[INPUT FOR THIS TASK]

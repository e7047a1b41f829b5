//! Thumbnail selection policy.
//!
//! A [`ThumbnailScheme`] decides which representation the backend is first
//! asked for and whether the thumbnail it produced is good enough, or a
//! full-image decode is needed instead.
//!
//! | scheme                          | first request          | on result                                  |
//! |---------------------------------|------------------------|--------------------------------------------|
//! | `Never`                         | forbidden              | forbidden                                  |
//! | `AlwaysDecodeFullImage`         | full image             | full image                                 |
//! | `FullImageIfThumbnailMissing`   | embedded, else full    | accept if present                          |
//! | `FullImageIfThumbnailTooSmall`  | embedded only          | accept if present and large enough         |

use serde::{Deserialize, Serialize};
use thiserror::Error;

use crate::geometry::Size;

/// Policy for producing thumbnails, fixed when a loader is built.
#[derive(Debug, Clone, Copy, PartialEq, Eq, Default, Serialize, Deserialize)]
pub enum ThumbnailScheme {
    /// Thumbnail loading is disabled.
    Never,
    /// Ignore embedded thumbnails and always render from the full image.
    AlwaysDecodeFullImage,
    /// Use the embedded thumbnail unless it is smaller than requested.
    #[default]
    FullImageIfThumbnailTooSmall,
    /// Use the embedded thumbnail whenever one exists.
    FullImageIfThumbnailMissing,
}

/// Which representation a thumbnail decode should draw from.
#[derive(Debug, Clone, Copy, PartialEq, Eq, Serialize, Deserialize)]
pub enum ThumbnailSource {
    /// Only an embedded thumbnail; no thumbnail is not an error.
    EmbeddedOnly,
    /// The embedded thumbnail, or the full image when there is none.
    FullImageIfAbsent,
    /// Always render from the full image.
    FullImage,
}

/// Outcome of evaluating a candidate thumbnail.
#[derive(Debug, Clone, Copy, PartialEq, Eq)]
pub enum ThumbnailDecision {
    Accept,
    DecodeFullImage,
}

#[derive(Debug, Clone, PartialEq, Eq, Error)]
pub enum PolicyError {
    #[error("thumbnail loading is disabled by the {0:?} scheme")]
    Forbidden(ThumbnailScheme),
}

impl ThumbnailScheme {
    /// Source for the first backend request.
    pub fn initial_source(self) -> Result<ThumbnailSource, PolicyError> {
        match self {
            ThumbnailScheme::Never => Err(PolicyError::Forbidden(self)),
            ThumbnailScheme::AlwaysDecodeFullImage => Ok(ThumbnailSource::FullImage),
            ThumbnailScheme::FullImageIfThumbnailMissing => Ok(ThumbnailSource::FullImageIfAbsent),
            ThumbnailScheme::FullImageIfThumbnailTooSmall => Ok(ThumbnailSource::EmbeddedOnly),
        }
    }

    /// Decide whether `candidate` (the size of the thumbnail the backend
    /// returned, if any) satisfies `target`.
    ///
    /// A `None` target means no size limit, which an embedded thumbnail can
    /// never be sufficient for under `FullImageIfThumbnailTooSmall`.
    pub fn evaluate(
        self,
        candidate: Option<Size>,
        target: Option<Size>,
        minimum_ratio: f64,
    ) -> Result<ThumbnailDecision, PolicyError> {
        let decision = match self {
            ThumbnailScheme::Never => return Err(PolicyError::Forbidden(self)),
            ThumbnailScheme::AlwaysDecodeFullImage => ThumbnailDecision::DecodeFullImage,
            ThumbnailScheme::FullImageIfThumbnailMissing => match candidate {
                Some(_) => ThumbnailDecision::Accept,
                None => ThumbnailDecision::DecodeFullImage,
            },
            ThumbnailScheme::FullImageIfThumbnailTooSmall => {
                let target = target.unwrap_or(Size::UNCONSTRAINED);
                match candidate {
                    Some(size) if size.is_sufficient_to_fulfill(target, minimum_ratio) => {
                        ThumbnailDecision::Accept
                    }
                    _ => ThumbnailDecision::DecodeFullImage,
                }
            }
        };
        Ok(decision)
    }

    /// True when a failed first decode should be retried from the full image.
    pub fn retries_on_failure(self) -> bool {
        self == ThumbnailScheme::FullImageIfThumbnailTooSmall
    }
}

[/INPUT FOR THIS TASK]

Copy all the data. Match it exactly.

◆ OUTPUT BELOW:
repository e7047a1b41f829b5
//! Thumbnail selection policy.
//!
//! A [`ThumbnailScheme`] decides which representation the backend is first
//! asked for and whether the thumbnail it produced is good enough, or a
//! full-image decode is needed instead.
//!
//! | scheme                          | first request          | on result                                  |
//! |---------------------------------|------------------------|--------------------------------------------|
//! | `Never`                         | forbidden              | forbidden                                  |
//! | `AlwaysDecodeFullImage`         | full image             | full image                                 |
//! | `FullImageIfThumbnailMissing`   | embedded, else full    | accept if present                          |
//! | `FullImageIfThumbnailTooSmall`  | embedded only          | accept if present and large enough         |

use serde::{Deserialize, Serialize};
use thiserror::Error;

use crate::geometry::Size;

/// Policy for producing thumbnails, fixed when a loader is built.
#[derive(Debug, Clone, Copy, PartialEq, Eq, Default, Serialize, Deserialize)]
pub enum ThumbnailScheme {
    /// Thumbnail loading is disabled.
    Never,
    /// Ignore embedded thumbnails and always render from the full image.
    AlwaysDecodeFullImage,
    /// Use the embedded thumbnail unless it is smaller than requested.
    #[default]
    FullImageIfThumbnailTooSmall,
    /// Use the embedded thumbnail whenever one exists.
    FullImageIfThumbnailMissing,
}

/// Which representation a thumbnail decode should draw from.
#[derive(Debug, Clone, Copy, PartialEq, Eq, Serialize, Deserialize)]
pub enum ThumbnailSource {
    /// Only an embedded thumbnail; no thumbnail is not an error.
    EmbeddedOnly,
    /// The embedded thumbnail, or the full image when there is none.
    FullImageIfAbsent,
    /// Always render from the full image.
    FullImage,
}

/// Outcome of evaluating a candidate thumbnail.
#[derive(Debug, Clone, Copy, PartialEq, Eq)]
pub enum ThumbnailDecision {
    Accept,
    DecodeFullImage,
}

#[derive(Debug, Clone, PartialEq, Eq, Error)]
pub enum PolicyError {
    #[error("thumbnail loading is disabled by the {0:?} scheme")]
    Forbidden(ThumbnailScheme),
}

impl ThumbnailScheme {
    /// Source for the first backend request.
    pub fn initial_source(self) -> Result<ThumbnailSource, PolicyError> {
        match self {
            ThumbnailScheme::Never => Err(PolicyError::Forbidden(self)),
            ThumbnailScheme::AlwaysDecodeFullImage => Ok(ThumbnailSource::FullImage),
            ThumbnailScheme::FullImageIfThumbnailMissing => Ok(ThumbnailSource::FullImageIfAbsent),
            ThumbnailScheme::FullImageIfThumbnailTooSmall => Ok(ThumbnailSource::EmbeddedOnly),
        }
    }

    /// Decide whether `candidate` (the size of the thumbnail the backend
    /// returned, if any) satisfies `target`.
    ///
    /// A `None` target means no size limit, which an embedded thumbnail can
    /// never be sufficient for under `FullImageIfThumbnailTooSmall`.
    pub fn evaluate(
        self,
        candidate: Option<Size>,
        target: Option<Size>,
        minimum_ratio: f64,
    ) -> Result<ThumbnailDecision, PolicyError> {
        let decision = match self {
            ThumbnailScheme::Never => return Err(PolicyError::Forbidden(self)),
            ThumbnailScheme::AlwaysDecodeFullImage => ThumbnailDecision::DecodeFullImage,
            ThumbnailScheme::FullImageIfThumbnailMissing => match candidate {
                Some(_) => ThumbnailDecision::Accept,
                None => ThumbnailDecision::DecodeFullImage,
            },
            ThumbnailScheme::FullImageIfThumbnailTooSmall => {
                let target = target.unwrap_or(Size::UNCONSTRAINED);
                match candidate {
                    Some(size) if size.is_sufficient_to_fulfill(target, minimum_ratio) => {
                        ThumbnailDecision::Accept
                    }
                    _ => ThumbnailDecision::DecodeFullImage,
                }
            }
        };
        Ok(decision)
    }

    /// True when a failed first decode should be retried from the full image.
    pub fn retries_on_failure(self) -> bool {
        self == ThumbnailScheme::FullImageIfThumbnailTooSmall
    }
}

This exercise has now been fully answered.